In a case stemming from the death of a woman who smoked for more than 30 years, a South Florida appeals court Wednesday overturned a $7.1 million verdict against cigarette maker Philip Morris USA and ordered a new trial. 

Michael Gentile filed the wrongful-death lawsuit on May 12, 2015 against Philip Morris after his wife, Brenda, died of lung cancer following decades of smoking at least a pack of cigarettes a day, the ruling by a three-judge panel of the 4th District Court of Appeal said. Brenda Gentile primarily smoked Virginia Slims, made by Philip Morris.

The lawsuit raised claims of strict liability, negligence and fraud, which related to allegations that the cigarette maker concealed the harm of smoking. A jury sided with Gentile and awarded $7.1 million in compensatory damages.

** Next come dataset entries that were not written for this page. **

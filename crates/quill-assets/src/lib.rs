//! Uploaded asset persistence for Quill.
//!
//! The admin surface submits hero images as inline data URLs
//! (`data:<mime>;base64,<payload>`). This crate decodes the payload and
//! persists it under a public asset directory with a collision-resistant
//! name: the current epoch-millisecond timestamp, a hyphen, then the
//! sanitized original basename. Assets are write-once — nothing in the
//! system ever updates or deletes them.

use std::fs;
use std::path::Path;

use base64::Engine;
use serde::Serialize;

/// Public URL prefix under which stored assets are served.
pub const UPLOADS_URL_PREFIX: &str = "/uploads";

/// Errors from asset storage.
#[derive(Debug, thiserror::Error)]
pub enum AssetError {
    /// The payload did not match `data:<mime>;base64,<payload>`.
    #[error("invalid data URL")]
    InvalidDataUrl,

    /// The base64 payload could not be decoded.
    #[error("invalid base64 payload: {0}")]
    InvalidPayload(#[from] base64::DecodeError),

    /// I/O error while persisting the asset.
    #[error("I/O error: {0}")]
    Io(#[from] std::io::Error),
}

/// Result alias for asset operations.
pub type AssetResult<T> = Result<T, AssetError>;

/// A successfully persisted asset.
#[derive(Clone, Debug, Serialize)]
pub struct StoredAsset {
    /// Final on-disk file name, unique by timestamp prefix.
    pub file_name: String,
    /// Public-relative URL (`/uploads/<file_name>`).
    pub url: String,
    /// MIME type declared by the data URL.
    pub mime: String,
}

/// Decode an inline data URL and persist it under `uploads_dir`.
///
/// The stored name is `<epoch_millis>-<sanitized_basename><ext>`, where the
/// sanitized basename contains only `[A-Za-z0-9._-]` (every other character
/// is replaced with `_`) and the original extension is kept as-is.
pub fn store_upload(uploads_dir: &Path, filename: &str, data_url: &str) -> AssetResult<StoredAsset> {
    let (mime, payload) = parse_data_url(data_url).ok_or(AssetError::InvalidDataUrl)?;
    let bytes = base64::engine::general_purpose::STANDARD.decode(payload)?;

    let (stem, ext) = split_extension(basename(filename));
    let unique_name = format!(
        "{}-{}{}",
        chrono::Utc::now().timestamp_millis(),
        sanitize_file_name(stem),
        ext
    );

    fs::create_dir_all(uploads_dir)?;
    let path = uploads_dir.join(&unique_name);
    fs::write(&path, &bytes)?;
    tracing::info!(file = %unique_name, mime, size = bytes.len(), "stored upload");

    Ok(StoredAsset {
        url: format!("{UPLOADS_URL_PREFIX}/{unique_name}"),
        file_name: unique_name,
        mime: mime.to_string(),
    })
}

/// Replace every character outside `[A-Za-z0-9._-]` with `_`.
pub fn sanitize_file_name(name: &str) -> String {
    name.chars()
        .map(|c| {
            if c.is_ascii_alphanumeric() || matches!(c, '.' | '_' | '-') {
                c
            } else {
                '_'
            }
        })
        .collect()
}

fn parse_data_url(data: &str) -> Option<(&str, &str)> {
    let rest = data.strip_prefix("data:")?;
    let (mime, payload) = rest.split_once(";base64,")?;
    if mime.is_empty() || payload.is_empty() {
        return None;
    }
    let mime_ok = mime
        .chars()
        .all(|c| c.is_ascii_alphanumeric() || matches!(c, '/' | '+' | '-' | '_' | '.'));
    if !mime_ok {
        return None;
    }
    Some((mime, payload))
}

fn basename(filename: &str) -> &str {
    filename
        .rsplit(['/', '\\'])
        .next()
        .unwrap_or(filename)
}

/// Split `name.ext` into (`name`, `.ext`); no dot means an empty extension.
fn split_extension(name: &str) -> (&str, &str) {
    match name.rfind('.') {
        Some(idx) if idx > 0 => (&name[..idx], &name[idx..]),
        _ => (name, ""),
    }
}

#[cfg(test)]
mod tests {
    use super::*;

    const PNG_DATA_URL: &str = "data:image/png;base64,iVBORw0KGgo=";

    #[test]
    fn sanitizes_filename_exactly() {
        let dir = tempfile::tempdir().unwrap();
        let asset = store_upload(dir.path(), "My Photo!@#.png", PNG_DATA_URL).unwrap();

        let (prefix, rest) = asset.file_name.split_once('-').unwrap();
        assert!(prefix.chars().all(|c| c.is_ascii_digit()));
        assert_eq!(rest, "My_Photo___.png");
        assert!(asset.url.starts_with("/uploads/"));
        assert_eq!(asset.mime, "image/png");
    }

    #[test]
    fn writes_decoded_bytes() {
        let dir = tempfile::tempdir().unwrap();
        // "hello world" in base64
        let asset = store_upload(dir.path(), "note.txt", "data:text/plain;base64,aGVsbG8gd29ybGQ=")
            .unwrap();
        let written = std::fs::read(dir.path().join(&asset.file_name)).unwrap();
        assert_eq!(written, b"hello world");
    }

    #[test]
    fn creates_uploads_dir_when_missing() {
        let dir = tempfile::tempdir().unwrap();
        let nested = dir.path().join("public").join("uploads");
        let asset = store_upload(&nested, "a.png", PNG_DATA_URL).unwrap();
        assert!(nested.join(asset.file_name).exists());
    }

    #[test]
    fn rejects_non_data_urls() {
        let dir = tempfile::tempdir().unwrap();
        for bad in [
            "https://example.com/a.png",
            "data:image/png;base64,",
            "data:;base64,aGk=",
            "data:image/png,aGk=",
            "base64,aGk=",
        ] {
            let err = store_upload(dir.path(), "a.png", bad).unwrap_err();
            assert!(matches!(err, AssetError::InvalidDataUrl), "input: {bad}");
        }
    }

    #[test]
    fn rejects_bad_base64() {
        let dir = tempfile::tempdir().unwrap();
        let err = store_upload(dir.path(), "a.png", "data:image/png;base64,!!!not-base64!!!")
            .unwrap_err();
        assert!(matches!(err, AssetError::InvalidPayload(_)));
    }

    #[test]
    fn extension_handling() {
        assert_eq!(split_extension("photo.png"), ("photo", ".png"));
        assert_eq!(split_extension("archive.tar.gz"), ("archive.tar", ".gz"));
        assert_eq!(split_extension("noext"), ("noext", ""));
        // A leading dot is a hidden file, not an extension.
        assert_eq!(split_extension(".gitignore"), (".gitignore", ""));
    }

    #[test]
    fn strips_path_components() {
        let dir = tempfile::tempdir().unwrap();
        let asset = store_upload(dir.path(), "../../etc/passwd.png", PNG_DATA_URL).unwrap();
        let (_, rest) = asset.file_name.split_once('-').unwrap();
        assert_eq!(rest, "passwd.png");
    }
}
use async_trait::async_trait;
use serde::de::DeserializeOwned;
use serde::Deserialize;

use quill_types::{Author, GlobalData, Post, POST_TYPE};

use crate::error::{StoreError, StoreResult};
use crate::local::LocalFileStore;
use crate::traits::ContentStore;

/// Default base URL of the hosted bucket API.
pub const DEFAULT_BASE_URL: &str = "https://api.cosmicjs.com/v3";

/// Content store backed by a hosted bucket API.
///
/// The backend is a black-box object store queried by type and slug at
/// `{base}/buckets/{bucket}/objects`. Responses arrive in `{ "objects": [...] }`
/// and `{ "object": {...} }` envelopes.
///
/// Two behaviors are inherited from the original write path and kept on
/// purpose:
///
/// - Inserts require a write key. Without one — or when the remote insert
///   fails for any reason — the post falls through to a one-shot local file
///   write instead of failing the request.
/// - Deletes never touch the remote store; they always operate on the local
///   file store.
pub struct RemoteContentStore {
    http: reqwest::Client,
    base_url: String,
    bucket: String,
    read_key: String,
    write_key: Option<String>,
    fallback: LocalFileStore,
}

#[derive(Deserialize)]
struct ObjectsEnvelope<T> {
    #[serde(default = "Vec::new")]
    objects: Vec<T>,
}

#[derive(Deserialize)]
struct ObjectEnvelope<T> {
    object: T,
}

impl RemoteContentStore {
    pub fn new(
        base_url: impl Into<String>,
        bucket: impl Into<String>,
        read_key: impl Into<String>,
        write_key: Option<String>,
        fallback: LocalFileStore,
    ) -> Self {
        Self {
            http: reqwest::Client::new(),
            base_url: base_url.into(),
            bucket: bucket.into(),
            read_key: read_key.into(),
            write_key,
            fallback,
        }
    }

    pub fn bucket(&self) -> &str {
        &self.bucket
    }

    /// Returns `true` when inserts can go to the remote store at all.
    pub fn has_write_key(&self) -> bool {
        self.write_key.is_some()
    }

    fn objects_url(&self) -> String {
        format!("{}/buckets/{}/objects", self.base_url, self.bucket)
    }

    async fn find<T: DeserializeOwned>(&self, params: &[(&str, &str)]) -> StoreResult<Vec<T>> {
        let resp = self
            .http
            .get(self.objects_url())
            .query(&[("read_key", self.read_key.as_str())])
            .query(params)
            .send()
            .await?;
        let status = resp.status();
        if !status.is_success() {
            return Err(StoreError::RemoteStatus {
                status: status.as_u16(),
                body: resp.text().await.unwrap_or_default(),
            });
        }
        let envelope: ObjectsEnvelope<T> = resp.json().await?;
        Ok(envelope.objects)
    }

    async fn find_one<T: DeserializeOwned>(
        &self,
        params: &[(&str, &str)],
    ) -> StoreResult<Option<T>> {
        let resp = self
            .http
            .get(self.objects_url())
            .query(&[("read_key", self.read_key.as_str())])
            .query(params)
            .send()
            .await?;
        let status = resp.status();
        if status == reqwest::StatusCode::NOT_FOUND {
            return Ok(None);
        }
        if !status.is_success() {
            return Err(StoreError::RemoteStatus {
                status: status.as_u16(),
                body: resp.text().await.unwrap_or_default(),
            });
        }
        let envelope: ObjectEnvelope<T> = resp.json().await?;
        Ok(Some(envelope.object))
    }

    async fn remote_insert(&self, post: &Post, write_key: &str) -> StoreResult<serde_json::Value> {
        let resp = self
            .http
            .post(self.objects_url())
            .bearer_auth(write_key)
            .json(post)
            .send()
            .await?;
        let status = resp.status();
        if !status.is_success() {
            return Err(StoreError::RemoteStatus {
                status: status.as_u16(),
                body: resp.text().await.unwrap_or_default(),
            });
        }
        Ok(resp.json().await?)
    }
}

#[async_trait]
impl ContentStore for RemoteContentStore {
    async fn list_posts(&self) -> StoreResult<Vec<Post>> {
        self.find(&[("type", POST_TYPE)]).await
    }

    async fn get_post(&self, slug: &str) -> StoreResult<Option<Post>> {
        self.find_one(&[("type", POST_TYPE), ("slug", slug)]).await
    }

    async fn get_author(&self, slug: &str) -> StoreResult<Option<Author>> {
        self.find_one(&[("type", "authors"), ("slug", slug)]).await
    }

    async fn get_posts_by_author(&self, author_id: &str) -> StoreResult<Vec<Post>> {
        self.find(&[("type", POST_TYPE), ("author", author_id), ("sort", "random")])
            .await
    }

    async fn get_related_posts(&self, exclude_slug: &str) -> StoreResult<Vec<Post>> {
        self.find(&[
            ("type", POST_TYPE),
            ("slug_ne", exclude_slug),
            ("sort", "random"),
        ])
        .await
    }

    async fn global_data(&self) -> StoreResult<GlobalData> {
        match self
            .find_one(&[("type", "globals"), ("slug", "header")])
            .await?
        {
            Some(data) => Ok(data),
            None => Ok(GlobalData::default()),
        }
    }

    async fn insert_post(&self, post: &Post) -> StoreResult<Option<serde_json::Value>> {
        if let Some(write_key) = &self.write_key {
            match self.remote_insert(post, write_key).await {
                Ok(result) => return Ok(Some(result)),
                Err(e) => {
                    // One-shot fallback to the local file write; not a retry.
                    tracing::warn!(slug = %post.slug, error = %e, "remote insert failed, falling back to local write");
                }
            }
        }
        self.fallback.insert_post(post).await
    }

    async fn delete_post(&self, slug: &str) -> StoreResult<bool> {
        // Delete has no remote path by contract.
        self.fallback.delete_post(slug).await
    }
}

#[cfg(test)]
mod tests {
    use super::*;

    fn store_with(
        dir: &std::path::Path,
        base_url: &str,
        write_key: Option<String>,
    ) -> RemoteContentStore {
        RemoteContentStore::new(
            base_url,
            "test-bucket",
            "read-key",
            write_key,
            LocalFileStore::new(dir),
        )
    }

    fn sample_post(slug: &str) -> Post {
        Post {
            slug: slug.to_string(),
            title: slug.to_string(),
            ..Default::default()
        }
    }

    #[test]
    fn objects_url_shape() {
        let dir = tempfile::tempdir().unwrap();
        let store = store_with(dir.path(), "https://api.example/v3", None);
        assert_eq!(
            store.objects_url(),
            "https://api.example/v3/buckets/test-bucket/objects"
        );
    }

    #[tokio::test]
    async fn insert_without_write_key_goes_local() {
        let dir = tempfile::tempdir().unwrap();
        let store = store_with(dir.path(), "https://api.example/v3", None);

        let result = store.insert_post(&sample_post("local-only")).await.unwrap();
        assert!(result.is_none());
        assert!(dir.path().join("local-only.json").exists());
    }

    #[tokio::test]
    async fn insert_falls_back_when_remote_unreachable() {
        let dir = tempfile::tempdir().unwrap();
        // Nothing listens here; the remote attempt fails fast and the post
        // must still land in the local store.
        let store = store_with(dir.path(), "http://127.0.0.1:1", Some("write-key".into()));

        let result = store.insert_post(&sample_post("fell-back")).await.unwrap();
        assert!(result.is_none());
        assert!(dir.path().join("fell-back.json").exists());
    }

    #[tokio::test]
    async fn delete_only_touches_local_store() {
        let dir = tempfile::tempdir().unwrap();
        let store = store_with(dir.path(), "http://127.0.0.1:1", Some("write-key".into()));
        store.fallback.insert_post(&sample_post("doomed")).await.unwrap();

        // No network involved even though a remote backend is configured.
        assert!(store.delete_post("doomed").await.unwrap());
        assert!(!store.delete_post("doomed").await.unwrap());
    }

    #[test]
    fn write_key_presence() {
        let dir = tempfile::tempdir().unwrap();
        assert!(!store_with(dir.path(), DEFAULT_BASE_URL, None).has_write_key());
        assert!(store_with(dir.path(), DEFAULT_BASE_URL, Some("k".into())).has_write_key());
    }
}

But Philip Morris argued that Gentile had not proven fraud occurred in the 12 years before the lawsuit was filed, as is required by state law.

The appeals court agreed, pointing to admissions by Philip Morris as early as 1999 that cigarettes were highly addictive and that smokers should not assume “light” and “ultra-light” brands, such as the cigarettes smoked by Brenda Gentile, were safe.

“PM (Philip Morris) argues that the court improperly denied its motion for directed verdict on its fraud-based claims because plaintiff (Gentile) failed to prove PM made a fraudulent statement or omission about the safety of its light or low-tar cigarettes after May 12, 2003,” said the seven-page ruling, written by appeals-court Judge Dorian Damoorgian and joined by Chief Judge Spencer Levine and Jeffrey Kuntz. “PM maintains that it expressly disclaimed any misrepresentation that light or low-tar cigarettes were safer or less addictive than its full-flavored cigarettes prior to the (12-year) repose period. We agree.”